This question is related to posts on creating a new column by mapping/lookup using a dictionary. (Adding a new pandas column with mapped value from a dictionary and pandas - add new column to dataframe from dictionary). However, what if I want to create, multiple new columns with dictionary values.
For argument's sake, let's say I have the following df:
country
0 bolivia
1 canada
2 ghana
And in a different dataframe, I have country mappings:
country country_id category color
0 canada 11 north red
1 bolivia 12 central blue
2 ghana 13 south green
I've been using pd.merge
to merge the the mapping dataframe to my df using country and another index as keys it basically does the job, which gives me my desired output:
country country_id category color
0 bolivia 12 central blue
1 canada 11 north red
2 ghana 13 south green
But, lately, I've been wanting to experiment with using dictionaries. I suppose a related question is how does one determine to use pd.merge
or dictionaries to accomplish my task.
For one-off columns that I'll map, I'll create a new column by mapping to a dictionary:
country_dict = dict(zip(country, country_id))
df['country_id'] = df['country'].map(entity_dict)

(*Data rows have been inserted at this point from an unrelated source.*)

// Copyright 2025 the Understory Authors
// SPDX-License-Identifier: Apache-2.0 OR MIT

//! Scale state and the pure function that derives it.

use alloc::rc::Rc;
use core::cell::Cell;
use core::fmt;

use kurbo::Size;

use crate::listeners::{CancellationScope, ListenerList, Subscription};

/// Size of the root content box in physical host units.
///
/// This is measured on the document's root content element rather than the
/// window, so pinch zooming on touch devices does not cause recomputation.
#[derive(Clone, Copy, Debug, Default, PartialEq)]
pub struct ViewportMeasurement {
    /// Measured width.
    pub actual_width: f64,
    /// Measured height.
    pub actual_height: f64,
}

impl ViewportMeasurement {
    /// Creates a measurement.
    #[must_use]
    pub fn new(actual_width: f64, actual_height: f64) -> Self {
        Self {
            actual_width,
            actual_height,
        }
    }

    /// The measurement as a [`Size`].
    #[must_use]
    pub fn size(self) -> Size {
        Size::new(self.actual_width, self.actual_height)
    }
}

/// Inputs handed to a target-width policy.
#[derive(Clone, Copy, Debug, PartialEq)]
pub struct PolicyInput {
    /// Measured root content box.
    pub measurement: ViewportMeasurement,
    /// `1 / magnification` for the current zoom step.
    pub scale_multiplier: f64,
    /// `actual_width * portrait_aspect_ratio < actual_height`.
    pub is_portrait: bool,
}

/// Policy callback: design width for a viewport, or `None` when the shape is
/// not supported.
pub type TargetWidthPolicy = Rc<dyn Fn(&PolicyInput) -> Option<f64>>;

/// How the design width is chosen.
#[derive(Clone)]
pub enum TargetWidth {
    /// Always scale to this width, regardless of shape or zoom.
    Fixed(f64),
    /// Ask a policy on every recomputation.
    Policy(TargetWidthPolicy),
}

impl TargetWidth {
    /// A constant design width.
    #[must_use]
    pub fn fixed(width: f64) -> Self {
        Self::Fixed(width)
    }

    /// A computed design width.
    #[must_use]
    pub fn policy(policy: impl Fn(&PolicyInput) -> Option<f64> + 'static) -> Self {
        Self::Policy(Rc::new(policy))
    }

    /// Evaluates the target width for `input`.
    #[must_use]
    pub fn resolve(&self, input: &PolicyInput) -> Option<f64> {
        match self {
            Self::Fixed(width) => Some(*width),
            Self::Policy(policy) => policy(input),
        }
    }
}

impl fmt::Debug for TargetWidth {
    fn fmt(&self, f: &mut fmt::Formatter<'_>) -> fmt::Result {
        match self {
            Self::Fixed(width) => f.debug_tuple("Fixed").field(width).finish(),
            Self::Policy(_) => f.write_str("Policy(..)"),
        }
    }
}

/// The one live description of how content is scaled.
#[derive(Clone, Copy, Debug, PartialEq)]
pub enum ScaleState {
    /// The policy declined this viewport; content is not scaled.
    OutOfRange {
        /// Measured width.
        actual_width: f64,
        /// Measured height.
        actual_height: f64,
    },
    /// Content is scaled from the design size up (or down) to the actual size.
    InRange {
        /// Measured width.
        actual_width: f64,
        /// Measured height.
        actual_height: f64,
        /// `actual_width / target_width`.
        scale_factor: f64,
        /// Design width.
        target_width: f64,
        /// `actual_height / scale_factor`.
        target_height: f64,
    },
}

impl Default for ScaleState {
    fn default() -> Self {
        Self::OutOfRange {
            actual_width: 0.0,
            actual_height: 0.0,
        }
    }
}

impl ScaleState {
    /// Derives the state for `input` using `target_width`.
    ///
    /// A degenerate result (zero width, or a non-finite or non-positive
    /// target) is classified as out of range.
    #[must_use]
    pub fn compute(input: &PolicyInput, target_width: &TargetWidth) -> Self {
        let ViewportMeasurement {
            actual_width,
            actual_height,
        } = input.measurement;
        let out_of_range = Self::OutOfRange {
            actual_width,
            actual_height,
        };
        let Some(target) = target_width.resolve(input) else {
            return out_of_range;
        };
        let scale_factor = actual_width / target;
        if !target.is_finite() || target <= 0.0 || !scale_factor.is_normal() {
            tracing::warn!(
                target_width = target,
                actual_width,
                "degenerate target width; treating viewport as out of range"
            );
            return out_of_range;
        }
        Self::InRange {
            actual_width,
            actual_height,
            scale_factor,
            target_width: target,
            target_height: actual_height / scale_factor,
        }
    }

    /// Returns `true` for [`ScaleState::OutOfRange`].
    #[must_use]
    pub fn is_out_of_range(&self) -> bool {
        matches!(self, Self::OutOfRange { .. })
    }

    /// Factor every physical value is divided by; `1.0` when out of range.
    #[must_use]
    pub fn effective_scale_factor(&self) -> f64 {
        match self {
            Self::OutOfRange { .. } => 1.0,
            Self::InRange { scale_factor, .. } => *scale_factor,
        }
    }

    /// Measured size.
    #[must_use]
    pub fn actual_size(&self) -> Size {
        match *self {
            Self::OutOfRange {
                actual_width,
                actual_height,
            }
            | Self::InRange {
                actual_width,
                actual_height,
                ..
            } => Size::new(actual_width, actual_height),
        }
    }

    /// Design size, when in range.
    #[must_use]
    pub fn target_size(&self) -> Option<Size> {
        match *self {
            Self::OutOfRange { .. } => None,
            Self::InRange {
                target_width,
                target_height,
                ..
            } => Some(Size::new(target_width, target_height)),
        }
    }

    /// Window inner size as application code should see it.
    #[must_use]
    pub fn inner_size(&self) -> Size {
        self.target_size().unwrap_or_else(|| self.actual_size())
    }
}

/// Shared read access to the live [`ScaleState`] plus its change listeners.
///
/// Handles are cheap to clone; interception closures hold one and read the
/// state fresh on every call.
#[derive(Clone, Debug, Default)]
pub struct ScaleStateHandle {
    state: Rc<Cell<ScaleState>>,
    listeners: ListenerList<ScaleState>,
}

impl ScaleStateHandle {
    /// Creates a handle holding `initial`.
    #[must_use]
    pub fn new(initial: ScaleState) -> Self {
        Self {
            state: Rc::new(Cell::new(initial)),
            listeners: ListenerList::new(),
        }
    }

    /// The latest state.
    #[must_use]
    pub fn get(&self) -> ScaleState {
        self.state.get()
    }

    /// Shorthand for `self.get().effective_scale_factor()`.
    #[must_use]
    pub fn effective_scale_factor(&self) -> f64 {
        self.get().effective_scale_factor()
    }

    /// Listens to every published state.
    pub fn subscribe(&self, listener: impl Fn(&ScaleState) + 'static) -> Subscription {
        self.listeners.subscribe(listener)
    }

    /// Listens to published states until `scope` is cancelled.
    pub fn subscribe_scoped(
        &self,
        scope: &CancellationScope,
        listener: impl Fn(&ScaleState) + 'static,
    ) -> Subscription {
        self.listeners.subscribe_scoped(scope, listener)
    }

    /// Replaces the state and notifies listeners.
    pub(crate) fn publish(&self, state: ScaleState) {
        self.state.set(state);
        self.listeners.notify(&state);
    }

    /// Drops every listener.
    pub(crate) fn clear_listeners(&self) {
        self.listeners.clear();
    }

    /// Number of live listeners.
    #[must_use]
    pub fn listener_count(&self) -> usize {
        self.listeners.len()
    }
}

#[cfg(test)]
mod tests {
    use super::*;

    fn input(width: f64, height: f64) -> PolicyInput {
        PolicyInput {
            measurement: ViewportMeasurement::new(width, height),
            scale_multiplier: 1.0,
            is_portrait: false,
        }
    }

    #[test]
    fn in_range_state_recovers_actual_size() {
        let state = ScaleState::compute(&input(1920.0, 1080.0), &TargetWidth::fixed(960.0));
        let ScaleState::InRange {
            scale_factor,
            target_width,
            target_height,
            ..
        } = state
        else {
            panic!("expected in-range state, got {state:?}");
        };
        assert_eq!(scale_factor, 2.0);
        assert!((target_width * scale_factor - 1920.0).abs() < 1e-9);
        assert!((target_height * scale_factor - 1080.0).abs() < 1e-9);
        assert_eq!(state.inner_size(), Size::new(960.0, 540.0));
    }

    #[test]
    fn declined_policy_is_out_of_range_with_unit_factor() {
        let policy = TargetWidth::policy(|_| None);
        let state = ScaleState::compute(&input(300.0, 900.0), &policy);
        assert!(state.is_out_of_range());
        assert_eq!(state.effective_scale_factor(), 1.0);
        assert_eq!(state.inner_size(), Size::new(300.0, 900.0));
        assert_eq!(state.target_size(), None);
    }

    #[test]
    fn degenerate_targets_are_out_of_range() {
        for target in [0.0, -10.0, f64::NAN, f64::INFINITY] {
            let state = ScaleState::compute(&input(1000.0, 800.0), &TargetWidth::fixed(target));
            assert!(state.is_out_of_range(), "target {target} should be rejected");
        }
        let state = ScaleState::compute(&input(0.0, 0.0), &TargetWidth::fixed(800.0));
        assert!(state.is_out_of_range());
    }

    #[test]
    fn policy_sees_its_inputs() {
        let policy = TargetWidth::policy(|input| {
            assert!(input.is_portrait);
            Some(400.0 * input.scale_multiplier)
        });
        let mut portrait = input(400.0, 900.0);
        portrait.is_portrait = true;
        portrait.scale_multiplier = 0.5;
        let state = ScaleState::compute(&portrait, &policy);
        assert_eq!(state.effective_scale_factor(), 2.0);
    }

    #[test]
    fn handle_publishes_to_listeners() {
        let handle = ScaleStateHandle::default();
        let seen = Rc::new(Cell::new(0.0));
        let _sub = {
            let seen = seen.clone();
            handle.subscribe(move |state| seen.set(state.effective_scale_factor()))
        };
        let state = ScaleState::compute(&input(1200.0, 600.0), &TargetWidth::fixed(600.0));
        handle.publish(state);
        assert_eq!(handle.get(), state);
        assert_eq!(seen.get(), 2.0);
    }
}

It seems impractical to define a function that takes in different dictionaries and to create each new column separately (e.g., dict(zip(key, value1)), dict(zip(key, value2))
). I'm stuck on how to proceed in creating multiple columns at the same time. I started over, and tried creating the country mapping excel worksheet as a dictionary:
entity_dict = entity.set_index('country').T.to_dict('list')
and then from there, converting the dict values to columns:
entity_mapping = pd.DataFrame.from_dict(entity_dict, orient = 'index')
entity_mapping.columns = ['col1', 'col2', 'col3']
And I've been stuck going around in circles for the past few days. Any help/feedback would be appreciated!